Representando a BIREME, Lilian Calò[1], participou em 1° de julho do Painel 2: Innovaciones y proyecciones de las revistas acadêmicas y científicas, integrado, ademais, por Maximiliano Salatino[2] e Remedios Melero[3]. A sessão de 1° de julho foi acompanhada por mais de 200 conexões ao canal YouTube da FLACSO de Argentina, Brasil, Chile, Costa Rica, Cuba, Equador, México, Uruguai e Venezuela.

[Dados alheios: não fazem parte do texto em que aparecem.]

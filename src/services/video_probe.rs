/// Video metadata probe
///
/// Shells out to yt-dlp for format/metadata extraction. The child's stdout
/// and stderr are drained concurrently (a sequential read can deadlock once
/// a pipe buffer fills), the whole run is bounded by a timeout, and on
/// expiry the child is killed outright rather than polled.
use crate::config::ProbeConfig;
use serde::{Deserialize, Serialize};
use std::process::{ExitStatus, Stdio};
use std::time::Duration;
use thiserror::Error;
use tokio::io::AsyncReadExt;
use tokio::process::Command;
use tokio::time::timeout;

#[derive(Debug, Error)]
pub enum ProbeError {
    #[error("failed to spawn probe process: {0}")]
    Spawn(std::io::Error),

    #[error("probe process timed out after {0}s")]
    Timeout(u64),

    #[error("probe process exited with {code:?}: {stderr}")]
    NonZeroExit { code: Option<i32>, stderr: String },

    #[error("failed to parse probe output: {source}")]
    Parse {
        source: serde_json::Error,
        /// Raw stdout, echoed back to the caller as a debugging aid.
        raw: String,
    },

    #[error("i/o error while reading probe output: {0}")]
    Io(std::io::Error),
}

#[derive(Debug, Clone, Serialize, Deserialize, PartialEq)]
pub struct VideoInfo {
    pub title: Option<String>,
    pub formats: Vec<VideoFormat>,
}

#[derive(Debug, Clone, Serialize, Deserialize, PartialEq)]
pub struct VideoFormat {
    pub id: Option<String>,
    pub extension: Option<String>,
    pub resolution: Option<String>,
    pub fps: Option<f64>,
    pub filesize: Option<i64>,
    pub filesize_approx: Option<i64>,
    pub bitrate_kbps: Option<f64>,
    pub video_codec: Option<String>,
    pub audio_codec: Option<String>,
    pub url: Option<String>,
    pub note: Option<String>,
    pub height: Option<i32>,
    pub width: Option<i32>,
    pub protocol: Option<String>,
}

// Field names as yt-dlp emits them with `-j`.
#[derive(Debug, Deserialize)]
struct RawInfo {
    title: Option<String>,
    formats: Option<Vec<RawFormat>>,
}

#[derive(Debug, Deserialize)]
struct RawFormat {
    format_id: Option<String>,
    ext: Option<String>,
    resolution: Option<String>,
    fps: Option<f64>,
    filesize: Option<i64>,
    filesize_approx: Option<i64>,
    tbr: Option<f64>,
    vcodec: Option<String>,
    acodec: Option<String>,
    url: Option<String>,
    format_note: Option<String>,
    height: Option<i32>,
    width: Option<i32>,
    protocol: Option<String>,
}

impl From<RawFormat> for VideoFormat {
    fn from(raw: RawFormat) -> Self {
        VideoFormat {
            id: raw.format_id,
            extension: raw.ext,
            resolution: raw.resolution,
            fps: raw.fps,
            filesize: raw.filesize,
            filesize_approx: raw.filesize_approx,
            bitrate_kbps: raw.tbr,
            video_codec: raw.vcodec,
            audio_codec: raw.acodec,
            url: raw.url,
            note: raw.format_note,
            height: raw.height,
            width: raw.width,
            protocol: raw.protocol,
        }
    }
}

impl From<RawInfo> for VideoInfo {
    fn from(raw: RawInfo) -> Self {
        VideoInfo {
            title: raw.title,
            formats: raw
                .formats
                .unwrap_or_default()
                .into_iter()
                .map(VideoFormat::from)
                .collect(),
        }
    }
}

#[derive(Clone)]
pub struct VideoProbe {
    binary: String,
    timeout: Duration,
}

impl VideoProbe {
    pub fn new(cfg: &ProbeConfig) -> Self {
        Self {
            binary: cfg.binary.clone(),
            timeout: Duration::from_secs(cfg.timeout_secs),
        }
    }

    pub async fn probe(&self, url: &str) -> Result<VideoInfo, ProbeError> {
        let mut cmd = Command::new(&self.binary);
        cmd.args(["-j", "--no-warnings", "--no-call-home", "--no-check-certificate"])
            .arg(url)
            .stdin(Stdio::null())
            .stdout(Stdio::piped())
            .stderr(Stdio::piped())
            .kill_on_drop(true);

        let output = run_with_timeout(cmd, self.timeout).await?;

        if !output.status.success() {
            return Err(ProbeError::NonZeroExit {
                code: output.status.code(),
                stderr: output.stderr.trim().to_string(),
            });
        }

        parse_probe_output(output.stdout.trim())
    }
}

#[derive(Debug)]
pub(crate) struct CapturedOutput {
    pub stdout: String,
    pub stderr: String,
    pub status: ExitStatus,
}

pub(crate) async fn run_with_timeout(
    mut cmd: Command,
    limit: Duration,
) -> Result<CapturedOutput, ProbeError> {
    cmd.stdout(Stdio::piped()).stderr(Stdio::piped());

    let mut child = cmd.spawn().map_err(ProbeError::Spawn)?;

    let mut stdout_pipe = child
        .stdout
        .take()
        .ok_or_else(|| ProbeError::Io(std::io::Error::other("stdout not captured")))?;
    let mut stderr_pipe = child
        .stderr
        .take()
        .ok_or_else(|| ProbeError::Io(std::io::Error::other("stderr not captured")))?;

    let run = async {
        let mut stdout = Vec::new();
        let mut stderr = Vec::new();

        let (out_res, err_res) = tokio::join!(
            stdout_pipe.read_to_end(&mut stdout),
            stderr_pipe.read_to_end(&mut stderr),
        );
        out_res?;
        err_res?;

        let status = child.wait().await?;

        Ok::<_, std::io::Error>(CapturedOutput {
            stdout: String::from_utf8_lossy(&stdout).into_owned(),
            stderr: String::from_utf8_lossy(&stderr).into_owned(),
            status,
        })
    };

    match timeout(limit, run).await {
        Ok(Ok(output)) => Ok(output),
        Ok(Err(e)) => Err(ProbeError::Io(e)),
        Err(_elapsed) => {
            // The reader future is gone; reclaim the child and kill it so
            // nothing is left running.
            if let Err(e) = child.kill().await {
                tracing::warn!(error = %e, "failed to kill timed-out probe process");
            }
            Err(ProbeError::Timeout(limit.as_secs()))
        }
    }
}

fn parse_probe_output(raw: &str) -> Result<VideoInfo, ProbeError> {
    serde_json::from_str::<RawInfo>(raw)
        .map(VideoInfo::from)
        .map_err(|source| ProbeError::Parse {
            source,
            raw: raw.to_string(),
        })
}

#[cfg(test)]
mod tests {
    use super::*;
    use std::time::Instant;

    const SAMPLE_OUTPUT: &str = r#"{
        "title": "Sample clip",
        "formats": [
            {
                "format_id": "137",
                "ext": "mp4",
                "resolution": "1920x1080",
                "fps": 29.97,
                "filesize": 1048576,
                "tbr": 4400.5,
                "vcodec": "avc1.640028",
                "acodec": "none",
                "url": "https://cdn.example/video.mp4",
                "format_note": "1080p",
                "height": 1080,
                "width": 1920,
                "protocol": "https"
            },
            { "format_id": "140", "ext": "m4a", "acodec": "mp4a.40.2", "filesize_approx": 98304 }
        ],
        "uploader": "someone",
        "duration": 212.4
    }"#;

    #[test]
    fn parses_probe_json_and_maps_fields() {
        let info = parse_probe_output(SAMPLE_OUTPUT).expect("should parse");
        assert_eq!(info.title.as_deref(), Some("Sample clip"));
        assert_eq!(info.formats.len(), 2);

        let video = &info.formats[0];
        assert_eq!(video.id.as_deref(), Some("137"));
        assert_eq!(video.extension.as_deref(), Some("mp4"));
        assert_eq!(video.bitrate_kbps, Some(4400.5));
        assert_eq!(video.video_codec.as_deref(), Some("avc1.640028"));
        assert_eq!(video.note.as_deref(), Some("1080p"));
        assert_eq!(video.height, Some(1080));

        let audio = &info.formats[1];
        assert_eq!(audio.filesize_approx, Some(98304));
        assert_eq!(audio.fps, None);
    }

    #[test]
    fn missing_formats_decode_to_empty_list() {
        let info = parse_probe_output(r#"{"title": "bare"}"#).expect("should parse");
        assert!(info.formats.is_empty());
    }

    #[test]
    fn parse_failure_carries_raw_output() {
        let err = parse_probe_output("yt-dlp: command output garbage").expect_err("should fail");
        match err {
            ProbeError::Parse { raw, .. } => assert!(raw.contains("garbage")),
            other => panic!("expected Parse error, got {:?}", other),
        }
    }

    #[tokio::test]
    async fn captures_both_streams_and_status() {
        let mut cmd = Command::new("sh");
        cmd.args(["-c", "echo out-line; echo err-line >&2; exit 0"]);

        let output = run_with_timeout(cmd, Duration::from_secs(5))
            .await
            .expect("command should run");
        assert!(output.status.success());
        assert_eq!(output.stdout.trim(), "out-line");
        assert_eq!(output.stderr.trim(), "err-line");
    }

    #[tokio::test]
    async fn reports_non_zero_exit() {
        let mut cmd = Command::new("sh");
        cmd.args(["-c", "echo boom >&2; exit 3"]);

        let output = run_with_timeout(cmd, Duration::from_secs(5))
            .await
            .expect("command should run");
        assert_eq!(output.status.code(), Some(3));
        assert_eq!(output.stderr.trim(), "boom");
    }

    #[tokio::test]
    async fn kills_process_on_timeout() {
        let mut cmd = Command::new("sh");
        cmd.args(["-c", "sleep 30"]);
        cmd.kill_on_drop(true);

        let started = Instant::now();
        let err = run_with_timeout(cmd, Duration::from_millis(300))
            .await
            .expect_err("should time out");

        assert!(matches!(err, ProbeError::Timeout(_)));
        // The child was killed, not awaited to completion.
        assert!(started.elapsed() < Duration::from_secs(5));
    }

    #[tokio::test]
    async fn probe_surfaces_non_zero_exit_as_error() {
        let probe = VideoProbe::new(&ProbeConfig {
            binary: "false".to_string(),
            timeout_secs: 5,
        });

        let err = probe
            .probe("https://example.com/clip")
            .await
            .expect_err("false(1) should fail");
        assert!(matches!(err, ProbeError::NonZeroExit { .. }));
    }
}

Os integrantes do Painel discutiram a situação dos periódicos na comunicação científica nos países da AL, considerando as tecnologias de informação e comunicação, o fim do monopólio dos periódicos em comunicar resultados de pesquisa com a popularização dos preprints, e principalmente as práticas de ciência aberta, que preconizam a disponibilização dos dados de pesquisa, a abertura da avaliação por pares e a consolidação do acesso aberto ao conhecimento científico, além da cultura de apropriação da ciência e seus benefícios por toda a sociedade, e não apenas dos pesquisadores, educadores e profissionais.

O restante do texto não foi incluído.